WORK TASK — For each line in the records that contains "impl", make a copy.

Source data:
____________

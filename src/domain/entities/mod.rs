//! Domain entities - Core business objects

pub mod user;
pub mod message;
pub mod command;
pub mod navigation;
pub mod outgoing;

pub use user::User;
pub use message::{Message, MessageType, Content, MembershipAction};
pub use command::{Command, CommandDescriptor, CommandHandler, CommandRegistry};
pub use navigation::{NavigationPayload, Row, Section};
pub use outgoing::{Attachment, OutgoingMessage};
//! Point-region quadtree for depth-colored map overlays.
//!
//! [`build`] buckets a point set into a recursive quadrant subdivision of an
//! extent, holding at most one point per leaf. [`flatten`] turns the tree into
//! a flat list of rectangles annotated with depth, ready for a renderer to
//! filter against its viewport and color by depth.
//!
//! ```
//! use quadflat::{build, Point, Rect};
//!
//! let points = [Point::new(1.0, 1.0), Point::new(9.0, 9.0)];
//! let tree = build(&points, Rect::new(0.0, 0.0, 10.0, 10.0)).unwrap();
//! let flat = tree.flatten();
//! assert_eq!(flat.len(), 5);
//! assert_eq!(flat.max_depth, 1);
//! ```

mod builder;
mod config;
mod error;
mod flatten;
mod geom;
mod node;
mod print;
#[cfg(feature = "python")]
mod python;

pub use builder::{build, Quadtree, QuadtreeBuilder};
pub use config::{BoundsPolicy, BuildConfig, MAX_DEPTH_LIMIT};
pub use error::{BuildError, CodecError, ConfigError, OutOfBoundsPoint};
pub use flatten::{flatten, FlatNodeRecord, Flattened};
pub use geom::{Point, Quadrant, Rect};
pub use node::{Bucket, Item, NodeKind, QuadNode};
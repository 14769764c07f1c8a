use std::fmt;

use crate::builder::Quadtree;
use crate::node::{NodeKind, QuadNode};

impl fmt::Display for Quadtree {
    fn fmt(&self, f: &mut fmt::Formatter<'_>) -> fmt::Result {
        write_node(f, self.root(), "", true)
    }
}

fn write_node(f: &mut fmt::Formatter<'_>, node: &QuadNode, prefix: &str, is_tail: bool) -> fmt::Result {
    let r = node.rect();
    write!(
        f,
        "{}{}[{}, {}, {}, {}] ",
        prefix,
        if is_tail { "└── " } else { "├── " },
        r.min_x,
        r.min_y,
        r.max_x,
        r.max_y
    )?;
    match node.kind() {
        NodeKind::Empty => writeln!(f, "empty")?,
        NodeKind::Internal(_) => writeln!(f, "internal")?,
        NodeKind::Occupied(it) => writeln!(f, "#{} ({}, {})", it.index, it.point.x, it.point.y)?,
        NodeKind::Bucket(items) => writeln!(f, "bucket of {}", items.len())?,
    }

    if let Some(children) = node.children() {
        let child_prefix = format!("{}{}", prefix, if is_tail { "    " } else { "│   " });
        for (i, child) in children.iter().enumerate() {
            write_node(f, child, &child_prefix, i == children.len() - 1)?;
        }
    }
    Ok(())
}

#[cfg(test)]
mod tests {
    use crate::builder::build;
    use crate::geom::{Point, Rect};

    #[test]
    fn dumps_one_line_per_node() {
        let tree = build(&[Point::new(1.0, 1.0), Point::new(9.0, 9.0)], Rect::new(0.0, 0.0, 10.0, 10.0)).unwrap();
        let text = tree.to_string();
        let lines: Vec<&str> = text.lines().collect();
        assert_eq!(
            lines,
            vec![
                "└── [0, 0, 10, 10] internal",
                "    ├── [0, 5, 5, 10] empty",
                "    ├── [5, 5, 10, 10] #1 (9, 9)",
                "    ├── [0, 0, 5, 5] #0 (1, 1)",
                "    └── [5, 0, 10, 5] empty",
            ]
        );
    }
}
use std::path::Path;

use serde::{Deserialize, Serialize};
use tracing::debug;

use crate::error::ConfigError;

pub const MAX_DEPTH_LIMIT: u32 = 64;

/// What the builder does with a point outside the extent.
///
/// Non-finite points are never clamped: under `Clamp` they are skipped like
/// under `Skip`.
#[derive(Debug, Clone, Copy, PartialEq, Eq, Default, Deserialize, Serialize)]
#[serde(rename_all = "lowercase")]
pub enum BoundsPolicy {
    /// Leave the point out and report it on the built tree.
    #[default]
    Skip,
    /// Fail the whole build on the first offending point.
    Strict,
    /// Move the point to the nearest location inside the extent.
    Clamp,
}

/// ```toml
/// max_depth = 20
/// bounds_policy = "clamp"
/// dedup = true
/// ```
#[derive(Debug, Clone, PartialEq, Eq, Deserialize, Serialize)]
pub struct BuildConfig {
    /// Nodes at this depth never subdivide; extra points bucket there.
    #[serde(default = "default_max_depth")]
    pub max_depth: u32,
    #[serde(default)]
    pub bounds_policy: BoundsPolicy,
    /// Drop points equal to one already held by the target leaf.
    #[serde(default)]
    pub dedup: bool,
}

fn default_max_depth() -> u32 { 32 }

impl Default for BuildConfig {
    fn default() -> Self {
        Self {
            max_depth: default_max_depth(),
            bounds_policy: BoundsPolicy::default(),
            dedup: false,
        }
    }
}

impl BuildConfig {
    pub fn from_toml_str(s: &str) -> Result<Self, ConfigError> {
        let config: Self = toml::from_str(s)?;
        config.validate()?;
        Ok(config)
    }

    pub fn load(path: impl AsRef<Path>) -> Result<Self, ConfigError> {
        let path = path.as_ref();
        let contents = std::fs::read_to_string(path)?;
        let config = Self::from_toml_str(&contents)?;
        debug!("Loaded build config from {:?}: {:?}", path, config);
        Ok(config)
    }

    pub fn validate(&self) -> Result<(), ConfigError> {
        if self.max_depth > MAX_DEPTH_LIMIT {
            return Err(ConfigError::InvalidMaxDepth { got: self.max_depth, limit: MAX_DEPTH_LIMIT });
        }
        Ok(())
    }
}
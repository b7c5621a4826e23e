// src/tryout/mod.rs

//! Tryout core: assemble, present, score, record and rank.
//!
//! Every entry point takes the learner id supplied by the identity layer and
//! checks purchase state first. An unpurchased exam is reported exactly like a
//! missing one.

pub mod assembler;
pub mod leaderboard;
pub mod presenter;
pub mod scoring;

use crate::{
    error::AppError,
    models::{
        attempt::{AnswerSheet, Attempt, ScoreResult},
        exam::{Exam, PresentedExam},
        leaderboard::DashboardResponse,
    },
    repository::{AccessPolicy, Store},
};

async fn ensure_access<A>(access: &A, learner_id: i64, exam_id: i64) -> Result<(), AppError>
where
    A: AccessPolicy + ?Sized,
{
    if access.has_active_access(learner_id, exam_id).await? {
        Ok(())
    } else {
        tracing::debug!(learner_id, exam_id, "Tryout access denied");
        Err(AppError::NotFound("Tryout not found".to_string()))
    }
}

/// Exams the learner has bought through any package.
pub async fn accessible_exams<S>(store: &S, learner_id: i64) -> Result<Vec<Exam>, AppError>
where
    S: Store + ?Sized,
{
    store.accessible_exams(learner_id).await
}

/// Learner view of an exam, answer key removed.
pub async fn present_exam<S>(store: &S, learner_id: i64, exam_id: i64) -> Result<PresentedExam, AppError>
where
    S: Store + ?Sized,
{
    ensure_access(store, learner_id, exam_id).await?;

    let assembled = assembler::assemble(store, exam_id).await?;
    let passing_grade = store.passing_grade(exam_id).await?;

    Ok(presenter::present(assembled, passing_grade))
}

/// Scores a submission and records it as a new attempt.
///
/// The result is only returned once the attempt is stored.
pub async fn submit<S>(
    store: &S,
    learner_id: i64,
    exam_id: i64,
    answers: &AnswerSheet,
) -> Result<ScoreResult, AppError>
where
    S: Store + ?Sized,
{
    ensure_access(store, learner_id, exam_id).await?;

    let assembled = assembler::assemble(store, exam_id).await?;
    let passing_grade = store.passing_grade(exam_id).await?;

    let result = scoring::score(&assembled, answers, passing_grade);
    let attempt_id = store.record(learner_id, exam_id, &result).await?;

    tracing::info!(
        learner_id,
        exam_id,
        attempt_id,
        total_score = result.total_score,
        max_score = result.max_score,
        passed = result.passed,
        "Tryout attempt recorded"
    );

    Ok(result)
}

/// Participant count, the learner's own history and the leaderboard.
pub async fn dashboard<S>(
    store: &S,
    learner_id: i64,
    exam_id: i64,
    limit: Option<usize>,
) -> Result<DashboardResponse, AppError>
where
    S: Store + ?Sized,
{
    ensure_access(store, learner_id, exam_id).await?;

    let exam = store
        .find_exam(exam_id)
        .await?
        .ok_or_else(|| AppError::NotFound("Tryout not found".to_string()))?;

    let total_participants = store.participant_count(exam_id).await?;
    let my_attempts = store.history(learner_id, exam_id).await?;
    let leaderboard = leaderboard::rank(store.exam_attempts(exam_id).await?, limit);

    Ok(DashboardResponse {
        exam,
        total_participants,
        my_attempts,
        leaderboard,
    })
}

/// One attempt with its review details, scoped to its owner and exam.
pub async fn attempt<S>(
    store: &S,
    learner_id: i64,
    exam_id: i64,
    attempt_id: i64,
) -> Result<Attempt, AppError>
where
    S: Store + ?Sized,
{
    ensure_access(store, learner_id, exam_id).await?;

    let attempt = store
        .find(attempt_id)
        .await?
        .filter(|a| a.exam_id == exam_id)
        .ok_or_else(|| AppError::NotFound("Hasil tidak ditemukan".to_string()))?;

    if attempt.learner_id != learner_id {
        return Err(AppError::Forbidden(format!(
            "attempt {} requested by learner {}",
            attempt_id, learner_id
        )));
    }

    Ok(attempt)
}
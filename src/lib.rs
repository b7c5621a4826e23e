// src/lib.rs

pub mod config;
pub mod docs;
pub mod error;
pub mod handlers;
pub mod models;
pub mod repository;
pub mod routes;
pub mod state;
pub mod tryout;
pub mod utils;

// Re-export the router for the binary and integration tests
pub use routes::create_router;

____________

WRITTEN RESPONSE —
impl fmt::Display for Quadtree {
impl Default for BuildConfig {
impl BuildConfig {
    pub fn load(path: impl AsRef<Path>) -> Result<Self, ConfigError> {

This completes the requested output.